◆ Your goal: What lines below mention the word "positive"? Copy each one.

(Saved entries)
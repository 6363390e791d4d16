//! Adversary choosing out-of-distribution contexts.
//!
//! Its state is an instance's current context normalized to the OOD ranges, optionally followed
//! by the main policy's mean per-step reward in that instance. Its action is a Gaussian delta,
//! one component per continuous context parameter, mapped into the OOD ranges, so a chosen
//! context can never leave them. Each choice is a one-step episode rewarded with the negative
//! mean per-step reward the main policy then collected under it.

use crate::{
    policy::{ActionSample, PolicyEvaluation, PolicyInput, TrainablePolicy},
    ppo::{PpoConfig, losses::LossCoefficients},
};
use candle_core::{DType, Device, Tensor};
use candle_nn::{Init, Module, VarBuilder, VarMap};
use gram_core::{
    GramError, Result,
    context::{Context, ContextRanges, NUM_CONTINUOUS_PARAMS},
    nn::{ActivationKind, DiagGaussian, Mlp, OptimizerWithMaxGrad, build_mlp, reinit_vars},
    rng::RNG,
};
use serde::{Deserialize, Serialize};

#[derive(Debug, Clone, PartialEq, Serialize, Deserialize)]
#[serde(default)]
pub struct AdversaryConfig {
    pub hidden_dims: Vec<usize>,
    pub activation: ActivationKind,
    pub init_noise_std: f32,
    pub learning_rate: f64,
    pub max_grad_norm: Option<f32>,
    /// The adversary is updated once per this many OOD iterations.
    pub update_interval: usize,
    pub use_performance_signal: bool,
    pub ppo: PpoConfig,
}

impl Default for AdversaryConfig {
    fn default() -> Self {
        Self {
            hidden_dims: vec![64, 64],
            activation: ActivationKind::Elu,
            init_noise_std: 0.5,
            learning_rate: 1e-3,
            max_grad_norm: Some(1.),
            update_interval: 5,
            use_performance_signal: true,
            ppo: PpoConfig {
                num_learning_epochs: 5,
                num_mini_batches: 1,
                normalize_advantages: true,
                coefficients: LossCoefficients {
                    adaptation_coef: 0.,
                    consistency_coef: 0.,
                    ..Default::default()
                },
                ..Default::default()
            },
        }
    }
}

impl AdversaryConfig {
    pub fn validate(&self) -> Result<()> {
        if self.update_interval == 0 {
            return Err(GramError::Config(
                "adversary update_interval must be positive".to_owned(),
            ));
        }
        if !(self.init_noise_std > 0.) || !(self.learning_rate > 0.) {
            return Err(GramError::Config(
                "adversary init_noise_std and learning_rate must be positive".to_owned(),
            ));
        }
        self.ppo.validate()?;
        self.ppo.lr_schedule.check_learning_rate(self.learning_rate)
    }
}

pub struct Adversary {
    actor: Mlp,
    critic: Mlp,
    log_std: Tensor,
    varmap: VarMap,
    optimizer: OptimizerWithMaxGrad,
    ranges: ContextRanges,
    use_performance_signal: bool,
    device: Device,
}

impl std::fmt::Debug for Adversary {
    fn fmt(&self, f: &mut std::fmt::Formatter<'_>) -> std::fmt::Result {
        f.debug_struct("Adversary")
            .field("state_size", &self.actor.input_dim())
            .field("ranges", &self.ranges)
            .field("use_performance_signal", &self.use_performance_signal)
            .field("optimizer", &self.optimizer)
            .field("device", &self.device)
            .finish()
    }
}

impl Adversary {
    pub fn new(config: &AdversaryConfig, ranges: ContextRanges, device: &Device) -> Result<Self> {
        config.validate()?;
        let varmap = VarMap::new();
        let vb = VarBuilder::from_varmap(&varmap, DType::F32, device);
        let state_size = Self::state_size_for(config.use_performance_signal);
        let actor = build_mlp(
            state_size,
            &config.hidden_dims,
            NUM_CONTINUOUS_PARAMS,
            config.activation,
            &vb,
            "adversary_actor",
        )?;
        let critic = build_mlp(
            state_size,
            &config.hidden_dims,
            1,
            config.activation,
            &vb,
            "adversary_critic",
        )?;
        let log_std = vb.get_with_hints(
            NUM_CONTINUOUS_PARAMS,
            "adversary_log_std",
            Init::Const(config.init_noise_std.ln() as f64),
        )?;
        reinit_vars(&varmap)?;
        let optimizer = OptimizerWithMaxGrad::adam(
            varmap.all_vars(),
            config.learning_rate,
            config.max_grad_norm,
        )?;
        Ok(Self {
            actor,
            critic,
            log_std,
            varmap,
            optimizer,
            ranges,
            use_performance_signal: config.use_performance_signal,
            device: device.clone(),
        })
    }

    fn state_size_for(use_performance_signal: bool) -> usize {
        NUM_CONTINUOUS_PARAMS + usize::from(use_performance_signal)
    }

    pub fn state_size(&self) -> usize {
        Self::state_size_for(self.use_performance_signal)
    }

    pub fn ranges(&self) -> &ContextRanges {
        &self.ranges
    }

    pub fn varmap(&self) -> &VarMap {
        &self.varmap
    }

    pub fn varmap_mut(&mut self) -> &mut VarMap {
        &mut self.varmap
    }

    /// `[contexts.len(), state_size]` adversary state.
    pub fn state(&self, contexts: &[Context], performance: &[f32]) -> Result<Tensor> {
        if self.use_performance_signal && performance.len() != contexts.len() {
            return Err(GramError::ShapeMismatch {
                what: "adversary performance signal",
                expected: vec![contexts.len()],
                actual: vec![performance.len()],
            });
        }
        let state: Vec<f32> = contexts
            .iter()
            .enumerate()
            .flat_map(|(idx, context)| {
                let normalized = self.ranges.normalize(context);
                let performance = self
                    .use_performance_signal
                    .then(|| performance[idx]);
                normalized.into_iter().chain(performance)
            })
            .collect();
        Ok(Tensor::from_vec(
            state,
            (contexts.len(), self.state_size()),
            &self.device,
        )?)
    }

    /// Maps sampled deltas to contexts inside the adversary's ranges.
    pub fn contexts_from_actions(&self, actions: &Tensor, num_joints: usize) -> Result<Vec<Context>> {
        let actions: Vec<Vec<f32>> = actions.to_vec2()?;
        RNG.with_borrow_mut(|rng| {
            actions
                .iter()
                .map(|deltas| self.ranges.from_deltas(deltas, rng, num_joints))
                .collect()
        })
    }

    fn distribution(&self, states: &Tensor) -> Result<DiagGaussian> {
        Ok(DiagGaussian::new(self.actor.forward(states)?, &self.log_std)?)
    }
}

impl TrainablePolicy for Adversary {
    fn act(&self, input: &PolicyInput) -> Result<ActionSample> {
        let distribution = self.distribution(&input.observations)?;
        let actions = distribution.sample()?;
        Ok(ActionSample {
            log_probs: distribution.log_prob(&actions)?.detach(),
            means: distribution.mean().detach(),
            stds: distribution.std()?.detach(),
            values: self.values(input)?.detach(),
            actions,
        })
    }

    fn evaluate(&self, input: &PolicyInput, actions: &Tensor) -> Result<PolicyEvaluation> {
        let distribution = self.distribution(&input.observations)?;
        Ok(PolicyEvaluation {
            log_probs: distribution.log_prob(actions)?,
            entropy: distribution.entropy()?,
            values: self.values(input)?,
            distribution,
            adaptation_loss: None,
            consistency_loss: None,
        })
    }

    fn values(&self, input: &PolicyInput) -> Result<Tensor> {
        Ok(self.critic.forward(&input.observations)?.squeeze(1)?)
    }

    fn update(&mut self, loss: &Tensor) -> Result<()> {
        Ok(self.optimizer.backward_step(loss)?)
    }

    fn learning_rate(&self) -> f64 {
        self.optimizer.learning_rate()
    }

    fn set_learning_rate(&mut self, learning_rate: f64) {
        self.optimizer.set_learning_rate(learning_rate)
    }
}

--

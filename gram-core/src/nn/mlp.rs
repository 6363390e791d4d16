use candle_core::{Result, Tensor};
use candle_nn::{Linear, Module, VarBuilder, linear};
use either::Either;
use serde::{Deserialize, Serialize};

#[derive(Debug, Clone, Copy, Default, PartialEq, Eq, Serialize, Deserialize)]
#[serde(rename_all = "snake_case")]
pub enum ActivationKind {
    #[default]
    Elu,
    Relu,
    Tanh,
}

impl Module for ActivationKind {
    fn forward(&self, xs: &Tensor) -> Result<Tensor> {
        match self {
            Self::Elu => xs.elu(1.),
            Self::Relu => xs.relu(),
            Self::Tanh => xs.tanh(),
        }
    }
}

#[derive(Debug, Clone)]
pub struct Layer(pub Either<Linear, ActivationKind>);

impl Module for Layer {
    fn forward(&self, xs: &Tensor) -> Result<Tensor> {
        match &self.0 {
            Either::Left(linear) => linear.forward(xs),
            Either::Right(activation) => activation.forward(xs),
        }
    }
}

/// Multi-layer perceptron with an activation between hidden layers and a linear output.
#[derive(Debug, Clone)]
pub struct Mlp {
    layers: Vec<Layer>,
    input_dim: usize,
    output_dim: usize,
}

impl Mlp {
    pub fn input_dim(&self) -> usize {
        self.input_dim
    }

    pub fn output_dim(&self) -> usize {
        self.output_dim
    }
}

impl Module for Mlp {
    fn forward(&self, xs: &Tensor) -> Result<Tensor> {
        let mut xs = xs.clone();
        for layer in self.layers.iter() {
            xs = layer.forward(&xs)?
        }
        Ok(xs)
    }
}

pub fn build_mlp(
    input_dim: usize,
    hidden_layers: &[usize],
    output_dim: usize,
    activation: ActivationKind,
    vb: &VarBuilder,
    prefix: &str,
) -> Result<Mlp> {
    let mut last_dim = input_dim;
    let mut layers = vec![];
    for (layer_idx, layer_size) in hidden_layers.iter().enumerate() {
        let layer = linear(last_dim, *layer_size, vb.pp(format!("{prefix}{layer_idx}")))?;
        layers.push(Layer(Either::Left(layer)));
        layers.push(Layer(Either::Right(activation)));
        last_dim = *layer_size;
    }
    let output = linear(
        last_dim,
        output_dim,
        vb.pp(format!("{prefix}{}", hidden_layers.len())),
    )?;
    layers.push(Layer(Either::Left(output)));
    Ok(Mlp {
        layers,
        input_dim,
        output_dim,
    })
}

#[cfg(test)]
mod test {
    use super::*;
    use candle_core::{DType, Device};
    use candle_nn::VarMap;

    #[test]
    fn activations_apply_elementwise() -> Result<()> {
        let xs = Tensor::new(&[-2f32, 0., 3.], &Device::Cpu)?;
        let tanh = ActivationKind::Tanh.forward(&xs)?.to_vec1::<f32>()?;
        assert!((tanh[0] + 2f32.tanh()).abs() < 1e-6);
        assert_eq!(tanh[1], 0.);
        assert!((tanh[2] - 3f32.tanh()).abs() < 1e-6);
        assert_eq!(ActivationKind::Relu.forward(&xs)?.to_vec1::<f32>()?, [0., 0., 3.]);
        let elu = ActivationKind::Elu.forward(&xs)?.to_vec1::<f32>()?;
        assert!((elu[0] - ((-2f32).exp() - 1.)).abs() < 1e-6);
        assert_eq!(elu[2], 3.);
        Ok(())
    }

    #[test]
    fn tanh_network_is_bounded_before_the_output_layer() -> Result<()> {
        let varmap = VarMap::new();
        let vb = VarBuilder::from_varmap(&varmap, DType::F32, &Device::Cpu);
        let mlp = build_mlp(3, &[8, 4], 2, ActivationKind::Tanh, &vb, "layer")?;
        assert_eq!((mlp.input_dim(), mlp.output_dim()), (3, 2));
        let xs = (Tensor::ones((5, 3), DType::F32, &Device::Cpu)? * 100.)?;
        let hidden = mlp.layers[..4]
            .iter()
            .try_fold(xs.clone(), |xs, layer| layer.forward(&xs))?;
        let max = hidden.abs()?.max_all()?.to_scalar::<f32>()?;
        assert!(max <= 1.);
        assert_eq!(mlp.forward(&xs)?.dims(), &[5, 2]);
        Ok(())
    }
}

==

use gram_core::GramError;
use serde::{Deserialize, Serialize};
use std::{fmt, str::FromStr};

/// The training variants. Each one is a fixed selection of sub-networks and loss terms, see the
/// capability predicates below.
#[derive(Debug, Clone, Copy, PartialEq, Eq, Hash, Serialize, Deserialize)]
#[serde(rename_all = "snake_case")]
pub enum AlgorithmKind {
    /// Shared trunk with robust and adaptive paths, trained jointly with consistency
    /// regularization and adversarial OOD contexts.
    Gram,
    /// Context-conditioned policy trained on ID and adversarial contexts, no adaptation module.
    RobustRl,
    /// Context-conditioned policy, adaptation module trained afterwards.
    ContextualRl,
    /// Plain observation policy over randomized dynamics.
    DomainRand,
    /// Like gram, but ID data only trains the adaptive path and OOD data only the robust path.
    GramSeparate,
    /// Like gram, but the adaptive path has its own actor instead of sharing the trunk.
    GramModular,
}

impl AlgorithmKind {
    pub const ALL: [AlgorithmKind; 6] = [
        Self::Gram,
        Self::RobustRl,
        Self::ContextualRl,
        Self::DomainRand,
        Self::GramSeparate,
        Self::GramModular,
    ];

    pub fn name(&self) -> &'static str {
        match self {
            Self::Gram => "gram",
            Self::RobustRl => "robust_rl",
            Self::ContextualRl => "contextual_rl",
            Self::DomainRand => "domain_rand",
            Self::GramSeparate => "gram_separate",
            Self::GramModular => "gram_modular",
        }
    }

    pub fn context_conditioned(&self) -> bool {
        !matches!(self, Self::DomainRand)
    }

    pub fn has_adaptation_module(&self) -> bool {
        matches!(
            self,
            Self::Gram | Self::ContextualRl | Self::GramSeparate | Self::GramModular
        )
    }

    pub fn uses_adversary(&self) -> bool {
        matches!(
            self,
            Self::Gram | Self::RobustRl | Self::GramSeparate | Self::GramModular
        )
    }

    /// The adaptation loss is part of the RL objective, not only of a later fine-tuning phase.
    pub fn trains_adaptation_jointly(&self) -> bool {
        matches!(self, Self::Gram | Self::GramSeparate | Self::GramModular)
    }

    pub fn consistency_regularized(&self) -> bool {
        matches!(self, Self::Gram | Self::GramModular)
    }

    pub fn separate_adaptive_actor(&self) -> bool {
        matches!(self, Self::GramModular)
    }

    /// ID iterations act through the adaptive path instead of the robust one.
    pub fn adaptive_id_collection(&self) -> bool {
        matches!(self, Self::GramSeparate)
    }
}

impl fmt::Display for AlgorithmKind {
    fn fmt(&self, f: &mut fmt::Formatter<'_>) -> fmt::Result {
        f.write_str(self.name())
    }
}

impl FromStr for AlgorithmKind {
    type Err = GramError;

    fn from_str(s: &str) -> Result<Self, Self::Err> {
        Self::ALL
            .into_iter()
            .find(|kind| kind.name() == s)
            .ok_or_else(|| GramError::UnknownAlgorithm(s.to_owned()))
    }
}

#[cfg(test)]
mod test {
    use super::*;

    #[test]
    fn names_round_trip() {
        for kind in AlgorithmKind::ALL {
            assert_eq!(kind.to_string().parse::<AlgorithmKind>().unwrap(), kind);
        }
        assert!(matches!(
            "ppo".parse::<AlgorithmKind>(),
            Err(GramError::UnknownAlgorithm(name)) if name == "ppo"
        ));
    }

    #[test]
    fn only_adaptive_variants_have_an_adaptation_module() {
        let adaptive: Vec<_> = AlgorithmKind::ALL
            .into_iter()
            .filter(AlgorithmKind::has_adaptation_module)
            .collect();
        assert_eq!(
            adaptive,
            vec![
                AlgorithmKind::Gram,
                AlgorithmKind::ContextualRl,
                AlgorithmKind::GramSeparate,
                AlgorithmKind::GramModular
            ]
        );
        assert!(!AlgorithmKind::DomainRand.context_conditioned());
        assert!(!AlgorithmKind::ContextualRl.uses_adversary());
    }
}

◆ Expected output:
                "adversary update_interval must be positive".to_owned(),
                "adversary init_noise_std and learning_rate must be positive".to_owned(),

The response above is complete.